Consider each line of the material below and note whether it holds "SpeechRequest". State how many do, and nothing else.
▬▬▬▬▬▬▬▬▬▬
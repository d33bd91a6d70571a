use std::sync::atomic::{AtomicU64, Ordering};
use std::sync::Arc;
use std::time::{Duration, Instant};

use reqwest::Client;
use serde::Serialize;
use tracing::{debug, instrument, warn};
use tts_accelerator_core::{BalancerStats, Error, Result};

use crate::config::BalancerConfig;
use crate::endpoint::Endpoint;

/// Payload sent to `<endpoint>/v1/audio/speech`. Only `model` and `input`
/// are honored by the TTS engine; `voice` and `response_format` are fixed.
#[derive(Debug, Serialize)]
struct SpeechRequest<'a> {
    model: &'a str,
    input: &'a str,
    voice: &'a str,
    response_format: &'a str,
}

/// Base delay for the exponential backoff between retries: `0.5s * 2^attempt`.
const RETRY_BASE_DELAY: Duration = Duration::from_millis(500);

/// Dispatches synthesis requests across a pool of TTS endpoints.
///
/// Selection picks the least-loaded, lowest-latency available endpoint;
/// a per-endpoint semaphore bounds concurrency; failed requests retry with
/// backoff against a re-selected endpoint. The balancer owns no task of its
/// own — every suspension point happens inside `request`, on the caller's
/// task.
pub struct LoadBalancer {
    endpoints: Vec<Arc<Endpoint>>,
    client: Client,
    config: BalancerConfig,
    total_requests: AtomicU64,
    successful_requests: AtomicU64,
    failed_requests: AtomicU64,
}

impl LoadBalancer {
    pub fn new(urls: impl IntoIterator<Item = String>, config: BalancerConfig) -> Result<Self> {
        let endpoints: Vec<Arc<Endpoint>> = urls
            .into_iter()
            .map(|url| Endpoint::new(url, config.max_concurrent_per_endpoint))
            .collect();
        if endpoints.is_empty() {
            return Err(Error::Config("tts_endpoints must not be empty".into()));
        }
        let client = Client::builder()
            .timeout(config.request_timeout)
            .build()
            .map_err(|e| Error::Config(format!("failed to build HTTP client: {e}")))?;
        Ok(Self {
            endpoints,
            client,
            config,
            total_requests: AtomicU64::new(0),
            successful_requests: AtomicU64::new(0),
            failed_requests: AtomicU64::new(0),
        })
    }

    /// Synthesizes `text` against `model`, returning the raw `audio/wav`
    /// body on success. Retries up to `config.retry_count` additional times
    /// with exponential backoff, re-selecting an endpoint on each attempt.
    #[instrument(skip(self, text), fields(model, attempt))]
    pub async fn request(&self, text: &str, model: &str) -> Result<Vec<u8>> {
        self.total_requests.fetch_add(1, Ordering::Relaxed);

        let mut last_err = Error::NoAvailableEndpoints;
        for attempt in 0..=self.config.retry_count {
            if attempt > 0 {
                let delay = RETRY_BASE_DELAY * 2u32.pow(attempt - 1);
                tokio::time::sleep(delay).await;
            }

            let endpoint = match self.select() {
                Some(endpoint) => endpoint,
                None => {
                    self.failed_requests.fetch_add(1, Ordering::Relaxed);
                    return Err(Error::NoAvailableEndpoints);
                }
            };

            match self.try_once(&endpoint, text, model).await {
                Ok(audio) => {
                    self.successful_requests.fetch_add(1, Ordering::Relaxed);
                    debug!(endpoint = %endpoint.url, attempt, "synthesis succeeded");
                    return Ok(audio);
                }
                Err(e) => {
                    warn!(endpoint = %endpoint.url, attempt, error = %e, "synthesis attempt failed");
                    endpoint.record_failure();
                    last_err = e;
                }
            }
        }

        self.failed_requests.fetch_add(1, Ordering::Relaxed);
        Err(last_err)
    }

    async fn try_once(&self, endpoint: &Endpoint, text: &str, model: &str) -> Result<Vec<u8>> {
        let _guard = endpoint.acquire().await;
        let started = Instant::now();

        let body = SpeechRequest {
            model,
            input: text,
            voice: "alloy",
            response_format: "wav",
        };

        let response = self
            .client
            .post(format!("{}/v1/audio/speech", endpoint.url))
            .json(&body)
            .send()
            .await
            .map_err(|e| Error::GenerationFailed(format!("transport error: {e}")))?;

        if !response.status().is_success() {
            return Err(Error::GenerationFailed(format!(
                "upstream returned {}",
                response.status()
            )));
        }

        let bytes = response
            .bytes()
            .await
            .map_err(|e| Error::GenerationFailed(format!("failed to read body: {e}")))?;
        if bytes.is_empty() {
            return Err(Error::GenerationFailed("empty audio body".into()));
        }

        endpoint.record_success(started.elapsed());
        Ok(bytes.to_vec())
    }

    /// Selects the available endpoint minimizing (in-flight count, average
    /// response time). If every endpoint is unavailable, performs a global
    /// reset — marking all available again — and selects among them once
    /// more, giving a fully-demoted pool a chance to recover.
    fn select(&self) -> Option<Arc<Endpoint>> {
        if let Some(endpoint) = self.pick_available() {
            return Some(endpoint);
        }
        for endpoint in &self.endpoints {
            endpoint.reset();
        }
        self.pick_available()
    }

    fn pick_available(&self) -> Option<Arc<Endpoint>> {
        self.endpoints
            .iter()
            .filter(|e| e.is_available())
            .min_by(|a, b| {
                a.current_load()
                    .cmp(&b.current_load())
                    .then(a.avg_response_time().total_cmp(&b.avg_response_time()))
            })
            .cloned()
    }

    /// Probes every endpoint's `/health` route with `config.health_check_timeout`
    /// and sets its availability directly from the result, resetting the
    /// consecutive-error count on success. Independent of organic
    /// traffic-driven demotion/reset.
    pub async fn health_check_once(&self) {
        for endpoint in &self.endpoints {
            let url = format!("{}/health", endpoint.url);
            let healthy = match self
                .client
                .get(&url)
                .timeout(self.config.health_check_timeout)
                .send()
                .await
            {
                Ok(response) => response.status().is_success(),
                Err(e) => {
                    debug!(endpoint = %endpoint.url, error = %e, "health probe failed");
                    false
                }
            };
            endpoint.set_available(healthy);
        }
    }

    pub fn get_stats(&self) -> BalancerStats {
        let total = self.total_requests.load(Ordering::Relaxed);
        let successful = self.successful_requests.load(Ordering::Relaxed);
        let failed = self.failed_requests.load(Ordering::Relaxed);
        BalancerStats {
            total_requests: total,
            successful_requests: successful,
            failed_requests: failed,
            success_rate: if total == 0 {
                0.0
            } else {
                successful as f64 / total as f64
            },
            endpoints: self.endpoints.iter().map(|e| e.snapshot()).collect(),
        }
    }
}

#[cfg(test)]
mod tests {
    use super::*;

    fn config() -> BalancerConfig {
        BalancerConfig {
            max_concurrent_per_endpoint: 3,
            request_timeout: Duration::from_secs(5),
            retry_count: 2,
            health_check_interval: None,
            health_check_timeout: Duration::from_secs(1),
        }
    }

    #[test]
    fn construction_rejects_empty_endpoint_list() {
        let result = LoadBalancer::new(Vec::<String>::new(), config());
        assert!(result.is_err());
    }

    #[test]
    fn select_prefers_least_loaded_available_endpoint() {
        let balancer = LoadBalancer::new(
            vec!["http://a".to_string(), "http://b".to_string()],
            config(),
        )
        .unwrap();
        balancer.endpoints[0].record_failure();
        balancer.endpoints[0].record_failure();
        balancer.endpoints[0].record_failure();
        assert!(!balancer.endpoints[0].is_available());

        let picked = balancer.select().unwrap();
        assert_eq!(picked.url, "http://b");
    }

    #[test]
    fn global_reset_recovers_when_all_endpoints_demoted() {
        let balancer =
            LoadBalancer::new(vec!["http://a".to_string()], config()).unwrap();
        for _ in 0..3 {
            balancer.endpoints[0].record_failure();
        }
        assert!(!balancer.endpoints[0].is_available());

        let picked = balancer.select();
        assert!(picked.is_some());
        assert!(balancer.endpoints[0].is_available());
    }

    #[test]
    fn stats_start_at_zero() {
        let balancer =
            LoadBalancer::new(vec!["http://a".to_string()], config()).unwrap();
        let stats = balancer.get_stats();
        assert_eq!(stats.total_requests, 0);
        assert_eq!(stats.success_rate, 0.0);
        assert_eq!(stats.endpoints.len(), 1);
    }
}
▬▬▬▬▬▬▬▬▬▬
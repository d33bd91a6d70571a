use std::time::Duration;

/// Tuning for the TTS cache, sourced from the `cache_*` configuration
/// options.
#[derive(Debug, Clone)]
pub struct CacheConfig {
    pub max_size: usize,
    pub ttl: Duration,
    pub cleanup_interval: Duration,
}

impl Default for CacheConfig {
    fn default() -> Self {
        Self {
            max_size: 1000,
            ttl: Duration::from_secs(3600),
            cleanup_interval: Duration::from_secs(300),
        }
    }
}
▬▬▬▬▬▬▬▬▬▬
* **Exercise response**
2